Exercise - Determine how many of the lines below include "rotate", then respond with that number and no other text.

◆ ◆ ◆ ◆ ◆

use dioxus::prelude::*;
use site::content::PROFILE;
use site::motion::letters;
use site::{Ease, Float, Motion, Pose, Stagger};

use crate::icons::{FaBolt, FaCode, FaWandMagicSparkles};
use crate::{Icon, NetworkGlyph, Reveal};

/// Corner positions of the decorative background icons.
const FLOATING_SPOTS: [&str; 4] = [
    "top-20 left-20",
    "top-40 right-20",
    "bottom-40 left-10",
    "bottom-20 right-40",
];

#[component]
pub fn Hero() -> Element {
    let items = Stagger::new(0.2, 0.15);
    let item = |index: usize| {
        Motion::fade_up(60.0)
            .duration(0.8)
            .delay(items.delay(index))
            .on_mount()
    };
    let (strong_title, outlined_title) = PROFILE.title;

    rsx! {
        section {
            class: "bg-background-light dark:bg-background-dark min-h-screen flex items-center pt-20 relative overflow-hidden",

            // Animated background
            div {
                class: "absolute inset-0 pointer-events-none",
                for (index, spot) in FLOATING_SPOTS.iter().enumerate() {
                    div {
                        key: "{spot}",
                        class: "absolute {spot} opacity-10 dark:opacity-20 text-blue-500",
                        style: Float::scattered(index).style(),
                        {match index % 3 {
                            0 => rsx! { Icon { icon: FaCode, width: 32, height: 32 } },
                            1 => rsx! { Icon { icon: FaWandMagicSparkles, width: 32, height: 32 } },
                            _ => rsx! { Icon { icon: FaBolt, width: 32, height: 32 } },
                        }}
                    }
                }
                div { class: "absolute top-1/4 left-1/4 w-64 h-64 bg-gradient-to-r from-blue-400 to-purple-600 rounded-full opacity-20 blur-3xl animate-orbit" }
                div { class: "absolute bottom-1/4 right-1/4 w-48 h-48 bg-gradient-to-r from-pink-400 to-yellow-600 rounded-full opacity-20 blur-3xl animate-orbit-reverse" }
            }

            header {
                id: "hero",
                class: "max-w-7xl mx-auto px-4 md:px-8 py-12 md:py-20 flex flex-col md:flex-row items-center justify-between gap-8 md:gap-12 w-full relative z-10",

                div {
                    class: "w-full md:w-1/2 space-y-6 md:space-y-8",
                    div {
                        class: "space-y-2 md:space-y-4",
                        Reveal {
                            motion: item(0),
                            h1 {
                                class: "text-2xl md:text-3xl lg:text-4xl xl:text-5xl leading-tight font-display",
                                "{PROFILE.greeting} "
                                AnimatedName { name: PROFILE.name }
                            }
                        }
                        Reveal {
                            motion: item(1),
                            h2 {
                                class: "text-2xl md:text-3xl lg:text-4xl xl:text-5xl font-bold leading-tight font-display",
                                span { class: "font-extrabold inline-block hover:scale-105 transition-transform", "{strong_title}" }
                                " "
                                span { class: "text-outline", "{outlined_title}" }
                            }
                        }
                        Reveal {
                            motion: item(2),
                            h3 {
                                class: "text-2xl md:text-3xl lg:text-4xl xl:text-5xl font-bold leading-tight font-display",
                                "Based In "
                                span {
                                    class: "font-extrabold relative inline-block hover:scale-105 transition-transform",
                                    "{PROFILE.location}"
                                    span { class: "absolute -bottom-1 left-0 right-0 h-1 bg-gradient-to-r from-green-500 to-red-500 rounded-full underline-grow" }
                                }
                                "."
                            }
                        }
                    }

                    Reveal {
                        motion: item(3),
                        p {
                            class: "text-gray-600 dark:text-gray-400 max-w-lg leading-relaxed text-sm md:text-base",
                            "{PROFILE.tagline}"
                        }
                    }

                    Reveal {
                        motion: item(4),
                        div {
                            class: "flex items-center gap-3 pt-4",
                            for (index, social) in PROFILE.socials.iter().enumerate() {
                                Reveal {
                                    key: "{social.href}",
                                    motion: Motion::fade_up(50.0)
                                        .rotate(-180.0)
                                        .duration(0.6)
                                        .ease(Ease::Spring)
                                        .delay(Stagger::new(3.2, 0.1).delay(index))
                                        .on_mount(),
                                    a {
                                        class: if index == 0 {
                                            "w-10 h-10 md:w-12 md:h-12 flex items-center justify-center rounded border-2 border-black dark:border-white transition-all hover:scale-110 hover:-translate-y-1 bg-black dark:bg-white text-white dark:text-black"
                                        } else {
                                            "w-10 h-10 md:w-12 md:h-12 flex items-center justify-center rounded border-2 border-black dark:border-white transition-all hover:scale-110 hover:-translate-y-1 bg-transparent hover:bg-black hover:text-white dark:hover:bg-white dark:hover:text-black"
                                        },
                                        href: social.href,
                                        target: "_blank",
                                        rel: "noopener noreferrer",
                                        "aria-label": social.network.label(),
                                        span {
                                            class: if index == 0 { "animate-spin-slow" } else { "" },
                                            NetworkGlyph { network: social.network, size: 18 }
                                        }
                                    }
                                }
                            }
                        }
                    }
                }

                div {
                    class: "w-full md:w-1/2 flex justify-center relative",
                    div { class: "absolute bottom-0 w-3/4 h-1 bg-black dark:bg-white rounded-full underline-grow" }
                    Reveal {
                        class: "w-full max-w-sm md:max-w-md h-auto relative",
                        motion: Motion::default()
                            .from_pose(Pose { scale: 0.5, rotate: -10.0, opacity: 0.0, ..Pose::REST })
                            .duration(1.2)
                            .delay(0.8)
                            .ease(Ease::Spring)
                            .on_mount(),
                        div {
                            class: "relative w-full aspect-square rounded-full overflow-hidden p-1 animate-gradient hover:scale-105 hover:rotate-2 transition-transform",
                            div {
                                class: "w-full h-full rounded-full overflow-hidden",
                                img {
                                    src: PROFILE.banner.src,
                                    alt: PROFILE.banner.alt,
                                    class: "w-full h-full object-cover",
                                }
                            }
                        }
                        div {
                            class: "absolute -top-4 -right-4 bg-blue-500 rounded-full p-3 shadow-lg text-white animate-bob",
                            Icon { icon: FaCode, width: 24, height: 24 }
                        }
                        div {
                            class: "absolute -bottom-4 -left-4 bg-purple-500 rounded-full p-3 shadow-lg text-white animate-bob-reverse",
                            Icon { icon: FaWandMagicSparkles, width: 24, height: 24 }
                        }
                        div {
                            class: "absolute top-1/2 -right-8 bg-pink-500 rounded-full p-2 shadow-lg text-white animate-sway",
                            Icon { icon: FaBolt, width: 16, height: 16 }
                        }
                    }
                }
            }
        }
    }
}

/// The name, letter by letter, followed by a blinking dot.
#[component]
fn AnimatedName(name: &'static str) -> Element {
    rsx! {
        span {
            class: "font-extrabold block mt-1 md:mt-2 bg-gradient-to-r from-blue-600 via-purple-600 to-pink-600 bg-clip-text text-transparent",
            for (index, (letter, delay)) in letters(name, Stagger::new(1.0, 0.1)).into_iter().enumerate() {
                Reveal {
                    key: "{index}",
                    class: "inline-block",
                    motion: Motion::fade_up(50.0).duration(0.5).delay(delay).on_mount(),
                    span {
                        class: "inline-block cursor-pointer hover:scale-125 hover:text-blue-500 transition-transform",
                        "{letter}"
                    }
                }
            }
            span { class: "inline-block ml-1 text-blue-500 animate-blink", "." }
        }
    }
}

◆ ◆ ◆ ◆ ◆

Result below - 3